JAKARTA – Tim LPM (Lembaga Pelayan Masyarakat) Dompet Dhuafa menyalurkan donasi kemanusiaan dari PT Royal Pesona Indonesia (SOMETHINC) pada Selasa (18/1/2022) pada Juned, seorang disabilitas yang masih berupaya gigih mencari nafkah untuk keluarga.
Meski satu kaki Juned harus ditopang tongkat, namun sambil menggunakan satu tongkat guna menopang tubuh dan fungsi kaki bagian kanannya, Junaedi berupaya gigih ‘mengangkat’ sepeda motornya ke posisi standard dua untuk menghidupkan mesin sepeda motornya pada kick starter.
Motor tersebut digunakannya untuk mencari nafkah sebagai seorang ojol yang menjadi rutinitasnya sehari-hari, demi istri dan 3 (tiga) orang anaknya di Karawang, yang hanya sesekali ia temui dalam sebulan.

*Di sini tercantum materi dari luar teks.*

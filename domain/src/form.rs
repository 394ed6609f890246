use std::collections::BTreeMap;
use std::fmt::{Debug, Display};
use std::future::Future;
use std::sync::Arc;

use auth_adapter::{AuthGateway, GatewayError};
use serde::de::DeserializeOwned;
use tracing::debug;

use crate::validation::FieldError;

/// Which page a form belongs to
#[derive(Debug, Clone, Copy, PartialEq, Eq, Hash)]
pub enum FormKind {
    Login,
    Signup,
}

impl FormKind {
    /// Route requested once the form has been submitted successfully
    pub fn redirect_target(self) -> &'static str {
        match self {
            FormKind::Login => "/dashboard",
            FormKind::Signup => "/login",
        }
    }

    pub fn as_str(self) -> &'static str {
        match self {
            FormKind::Login => "login",
            FormKind::Signup => "signup",
        }
    }
}

impl Display for FormKind {
    fn fmt(&self, f: &mut std::fmt::Formatter<'_>) -> std::fmt::Result {
        f.write_str(self.as_str())
    }
}

#[derive(Debug, Clone, Copy, PartialEq, Eq)]
pub enum FormPhase {
    Editing,
    Submitting,
    Success,
}

impl FormPhase {
    pub fn as_str(self) -> &'static str {
        match self {
            FormPhase::Editing => "editing",
            FormPhase::Submitting => "submitting",
            FormPhase::Success => "success",
        }
    }
}

/// Transitions that are not allowed from the current phase
#[derive(Debug, Clone, Copy, PartialEq, Eq)]
pub enum StateError {
    SubmissionInFlight,
    AlreadySubmitted,
}

impl Display for StateError {
    fn fmt(&self, f: &mut std::fmt::Formatter<'_>) -> std::fmt::Result {
        match self {
            StateError::SubmissionInFlight => write!(f, "A submission is already in progress"),
            StateError::AlreadySubmitted => write!(f, "The form has already been submitted"),
        }
    }
}

impl std::error::Error for StateError {}

/// Input model of one form page.
///
/// Implementors describe their field set, how an edit event lands on the
/// input, which fields validate on blur, and how a validated snapshot is
/// handed to the authentication gateway.
pub trait FormFields: Default + Clone + Send + Sync + 'static {
    type Field: Copy + Ord + Debug + Display + DeserializeOwned + Send + Sync + 'static;
    type Edit: Debug + DeserializeOwned + Send + 'static;

    const KIND: FormKind;

    /// Applies an edit and reports which field it touched
    fn apply(&mut self, edit: Self::Edit) -> Self::Field;

    /// Runs every validator of the form
    fn validate(&self) -> Vec<(Self::Field, FieldError)>;

    /// `None` when the field has no blur validation, otherwise the
    /// validator's verdict
    fn validate_on_blur(&self, field: Self::Field) -> Option<Option<FieldError>>;

    /// Non-secret field values, for echoing back into a re-rendered form
    fn echo(&self) -> Vec<(Self::Field, String)>;

    fn dispatch<G: AuthGateway>(
        self,
        gateway: Arc<G>,
    ) -> impl Future<Output = Result<(), GatewayError>> + Send + 'static;
}

/// Key of the whole-form error in [`FormErrors::messages`]
pub const SUBMIT_ERROR_KEY: &str = "submit";

/// Per-field errors plus the reserved whole-form `submit` slot
#[derive(Debug, Clone, PartialEq, Eq)]
pub struct FormErrors<F: Ord> {
    fields: BTreeMap<F, FieldError>,
    submit: Option<String>,
}

impl<F: Ord> Default for FormErrors<F> {
    fn default() -> Self {
        Self {
            fields: BTreeMap::new(),
            submit: None,
        }
    }
}

impl<F: Ord + Copy + Display> FormErrors<F> {
    pub fn is_empty(&self) -> bool {
        self.fields.is_empty() && self.submit.is_none()
    }

    pub fn get(&self, field: F) -> Option<&FieldError> {
        self.fields.get(&field)
    }

    pub fn submit(&self) -> Option<&str> {
        self.submit.as_deref()
    }

    pub fn fields(&self) -> impl Iterator<Item = (F, &FieldError)> {
        self.fields.iter().map(|(field, error)| (*field, error))
    }

    /// Sets or clears a single field's entry
    pub fn record(&mut self, field: F, verdict: Option<FieldError>) {
        match verdict {
            Some(error) => {
                self.fields.insert(field, error);
            }
            None => {
                self.fields.remove(&field);
            }
        }
    }

    pub fn clear_field(&mut self, field: F) {
        self.fields.remove(&field);
    }

    pub fn set_submit(&mut self, message: String) {
        self.submit = Some(message);
    }

    pub fn clear_submit(&mut self) {
        self.submit = None;
    }

    pub fn clear(&mut self) {
        self.fields.clear();
        self.submit = None;
    }

    /// Wire form: field keys and `submit` mapped to their messages
    pub fn messages(&self) -> BTreeMap<String, String> {
        let mut messages: BTreeMap<String, String> = self
            .fields
            .iter()
            .map(|(field, error)| (field.to_string(), error.to_string()))
            .collect();
        if let Some(submit) = &self.submit {
            messages.insert(SUBMIT_ERROR_KEY.to_string(), submit.clone());
        }
        messages
    }
}

/// What a submit attempt led to
#[derive(Debug, Clone, PartialEq, Eq)]
pub enum Submission<I> {
    /// Validation failed; errors have been recorded
    Invalid,
    /// Validation passed; the snapshot must be sent to the gateway
    Started(I),
}

#[derive(Debug, Clone, Copy, PartialEq, Eq)]
pub struct UiFlags {
    pub loading: bool,
    pub success: bool,
    pub show_password: bool,
}

#[derive(Debug, Clone)]
pub struct FormStateMachine<I: FormFields> {
    input: I,
    errors: FormErrors<I::Field>,
    phase: FormPhase,
    show_password: bool,
}

impl<I: FormFields> Default for FormStateMachine<I> {
    fn default() -> Self {
        Self::new()
    }
}

impl<I: FormFields> FormStateMachine<I> {
    pub fn new() -> Self {
        Self {
            input: I::default(),
            errors: FormErrors::default(),
            phase: FormPhase::Editing,
            show_password: false,
        }
    }

    pub fn input(&self) -> &I {
        &self.input
    }

    pub(crate) fn input_mut(&mut self) -> &mut I {
        &mut self.input
    }

    pub fn errors(&self) -> &FormErrors<I::Field> {
        &self.errors
    }

    pub(crate) fn errors_mut(&mut self) -> &mut FormErrors<I::Field> {
        &mut self.errors
    }

    pub fn phase(&self) -> FormPhase {
        self.phase
    }

    pub fn ui(&self) -> UiFlags {
        UiFlags {
            loading: self.phase == FormPhase::Submitting,
            success: self.phase == FormPhase::Success,
            show_password: self.show_password,
        }
    }

    /// Updates a field and clears its error and the submit error without
    /// re-validating
    pub fn edit(&mut self, edit: I::Edit) -> Result<I::Field, StateError> {
        if self.phase == FormPhase::Success {
            return Err(StateError::AlreadySubmitted);
        }
        let field = self.input.apply(edit);
        self.errors.clear_field(field);
        self.errors.clear_submit();
        debug!("{} form: edited {field}", I::KIND);
        Ok(field)
    }

    /// Re-validates fields that opt into blur validation; no-op otherwise
    pub fn blur(&mut self, field: I::Field) {
        if self.phase == FormPhase::Success {
            return;
        }
        if let Some(verdict) = self.input.validate_on_blur(field) {
            self.errors.record(field, verdict);
        }
    }

    pub fn toggle_password(&mut self) -> bool {
        self.show_password = !self.show_password;
        self.show_password
    }

    pub fn begin_submit(&mut self) -> Result<Submission<I>, StateError> {
        match self.phase {
            FormPhase::Submitting => return Err(StateError::SubmissionInFlight),
            FormPhase::Success => return Err(StateError::AlreadySubmitted),
            FormPhase::Editing => {}
        }

        let failures = self.input.validate();
        self.errors.clear();
        if !failures.is_empty() {
            for (field, error) in failures {
                self.errors.record(field, Some(error));
            }
            debug!(
                "{} form: submit blocked by {} invalid field(s)",
                I::KIND,
                self.errors.fields.len()
            );
            return Ok(Submission::Invalid);
        }

        self.phase = FormPhase::Submitting;
        Ok(Submission::Started(self.input.clone()))
    }

    /// Applies the gateway's answer to an in-flight submission
    pub fn finish_submit(&mut self, outcome: Result<(), GatewayError>) -> FormPhase {
        if self.phase != FormPhase::Submitting {
            return self.phase;
        }
        self.phase = match outcome {
            Ok(()) => FormPhase::Success,
            Err(error) => {
                self.errors.set_submit(error.to_string());
                FormPhase::Editing
            }
        };
        self.phase
    }
}

#[cfg(test)]
mod tests {
    use super::*;
    use crate::login::{LoginEdit, LoginField, LoginInput};

    fn filled() -> FormStateMachine<LoginInput> {
        let mut machine = FormStateMachine::<LoginInput>::new();
        machine
            .edit(LoginEdit::Email("user@test.com".to_string()))
            .unwrap();
        machine
            .edit(LoginEdit::Password("secret".to_string()))
            .unwrap();
        machine
    }

    #[test]
    fn starts_editing_with_no_errors() {
        let machine = FormStateMachine::<LoginInput>::new();
        assert_eq!(machine.phase(), FormPhase::Editing);
        assert!(machine.errors().is_empty());
        assert_eq!(
            machine.ui(),
            UiFlags {
                loading: false,
                success: false,
                show_password: false
            }
        );
    }

    #[test]
    fn invalid_submit_records_exactly_the_failing_fields() {
        let mut machine = FormStateMachine::<LoginInput>::new();
        machine
            .edit(LoginEdit::Email("user@test.com".to_string()))
            .unwrap();

        let outcome = machine.begin_submit().unwrap();

        assert_eq!(outcome, Submission::Invalid);
        assert_eq!(machine.phase(), FormPhase::Editing);
        assert_eq!(machine.errors().get(LoginField::Email), None);
        assert_eq!(
            machine.errors().get(LoginField::Password),
            Some(&FieldError::PasswordRequired)
        );
        assert_eq!(machine.errors().fields().count(), 1);
    }

    #[test]
    fn edit_clears_field_and_submit_errors_without_revalidating() {
        let mut machine = FormStateMachine::<LoginInput>::new();
        machine.begin_submit().unwrap();
        machine.errors_mut().set_submit("boom".to_string());

        machine
            .edit(LoginEdit::Email("still not an email".to_string()))
            .unwrap();

        assert_eq!(machine.errors().get(LoginField::Email), None);
        assert_eq!(machine.errors().submit(), None);
        assert!(machine.errors().get(LoginField::Password).is_some());
    }

    #[test]
    fn blur_validates_email_and_password_only() {
        let mut machine = FormStateMachine::<LoginInput>::new();
        machine
            .edit(LoginEdit::Email("bad".to_string()))
            .unwrap();

        machine.blur(LoginField::Email);
        machine.blur(LoginField::RememberMe);

        assert_eq!(
            machine.errors().get(LoginField::Email),
            Some(&FieldError::EmailInvalid)
        );
        assert_eq!(machine.errors().get(LoginField::RememberMe), None);

        machine
            .edit(LoginEdit::Email("good@mail.com".to_string()))
            .unwrap();
        machine.blur(LoginField::Email);
        assert_eq!(machine.errors().get(LoginField::Email), None);
    }

    #[test]
    fn valid_submit_moves_to_submitting_with_a_snapshot() {
        let mut machine = filled();

        let Submission::Started(snapshot) = machine.begin_submit().unwrap() else {
            panic!("valid form should start submitting");
        };

        assert_eq!(snapshot.email, "user@test.com");
        assert_eq!(machine.phase(), FormPhase::Submitting);
        assert!(machine.ui().loading);
        assert!(!machine.ui().success);
        assert!(machine.errors().is_empty());
    }

    #[test]
    fn second_submit_while_in_flight_is_rejected() {
        let mut machine = filled();
        machine.begin_submit().unwrap();
        assert_eq!(
            machine.begin_submit(),
            Err(StateError::SubmissionInFlight)
        );
    }

    #[test]
    fn success_is_terminal() {
        let mut machine = filled();
        machine.begin_submit().unwrap();

        assert_eq!(machine.finish_submit(Ok(())), FormPhase::Success);
        assert!(machine.ui().success);
        assert!(!machine.ui().loading);
        assert_eq!(machine.begin_submit(), Err(StateError::AlreadySubmitted));
        assert_eq!(
            machine.edit(LoginEdit::RememberMe(true)),
            Err(StateError::AlreadySubmitted)
        );
    }

    #[test]
    fn gateway_error_returns_to_editing_with_submit_message() {
        let mut machine = filled();
        machine.begin_submit().unwrap();

        let phase = machine.finish_submit(Err(GatewayError::Rejected(
            "Invalid email or password.".to_string(),
        )));

        assert_eq!(phase, FormPhase::Editing);
        assert_eq!(machine.errors().submit(), Some("Invalid email or password."));
        assert!(!machine.ui().loading);

        machine.edit(LoginEdit::RememberMe(true)).unwrap();
        assert_eq!(machine.errors().submit(), None);
    }

    #[test]
    fn finish_without_submission_changes_nothing() {
        let mut machine = FormStateMachine::<LoginInput>::new();
        assert_eq!(machine.finish_submit(Ok(())), FormPhase::Editing);
    }

    #[test]
    fn messages_include_the_submit_slot() {
        let mut errors = FormErrors::<LoginField>::default();
        errors.record(LoginField::Email, Some(FieldError::EmailRequired));
        errors.set_submit("Try again later.".to_string());

        let messages = errors.messages();

        assert_eq!(messages.get("email").map(String::as_str), Some("Email address is required."));
        assert_eq!(messages.get("submit").map(String::as_str), Some("Try again later."));
        assert_eq!(messages.len(), 2);
    }

    #[test]
    fn toggling_password_visibility_flips_the_flag() {
        let mut machine = FormStateMachine::<LoginInput>::new();
        assert!(machine.toggle_password());
        assert!(machine.ui().show_password);
        assert!(!machine.toggle_password());
    }
}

Juned mengaku, pilihan tinggal jarak jauh itu karena penghasilan yang belum cukup jika memenuhi biaya sewa tempat tinggal di Jabodetabek. Sedangkan di kampungnya, daerahnya masih terbilang sepi untuk aktifitas ojek online dan berdagang.
“Istri dan anak-anak ada di Karawang, saya titip numpang tinggal. Disana ada rumah kosong bekas keluarganya istri, yang sebenarnya tidak layak tinggal, bilik-bilik gitu. Tapi daripada dirobohin, kami izin tempatin dulu aja. Paling saya pulang satu atau dua minggu sekali. Kalau jualan disana, daerahnya sepi. Kalau keluarga ikut kesini, gak ada biaya sewa kontrakan,” aku Juned pada tim Dompet Dhuafa, ditemuinya di Jl. Raya Jakarta-Bogor KM 35, Pabuaran, Cimanggis, Depok.
“Saya semangat karena istri dan anak-anak. Saya juga bersyukur, walau polio sejak kecil, namun Allah masih memberikan saya kesehatan. Saya juga percaya, istri dan anak-anak adalah pembuka rezeki-rezeki itu,” imbuhnya.
Dia pun semakin semangat ketika tim Dompet Dhuafa memberikan bantuan, “Kebaikan Allah datang tidak terduga dan momennya tepat. Berkat bantuan ini insha Allah saya bisa jualan kacang lagi. Jadi, motor bisa saya taruh di kampung, digunakan istri untuk antar anak yang mau sekolah,” ungkap Juned, dikutip dari dompetdhuafa.org.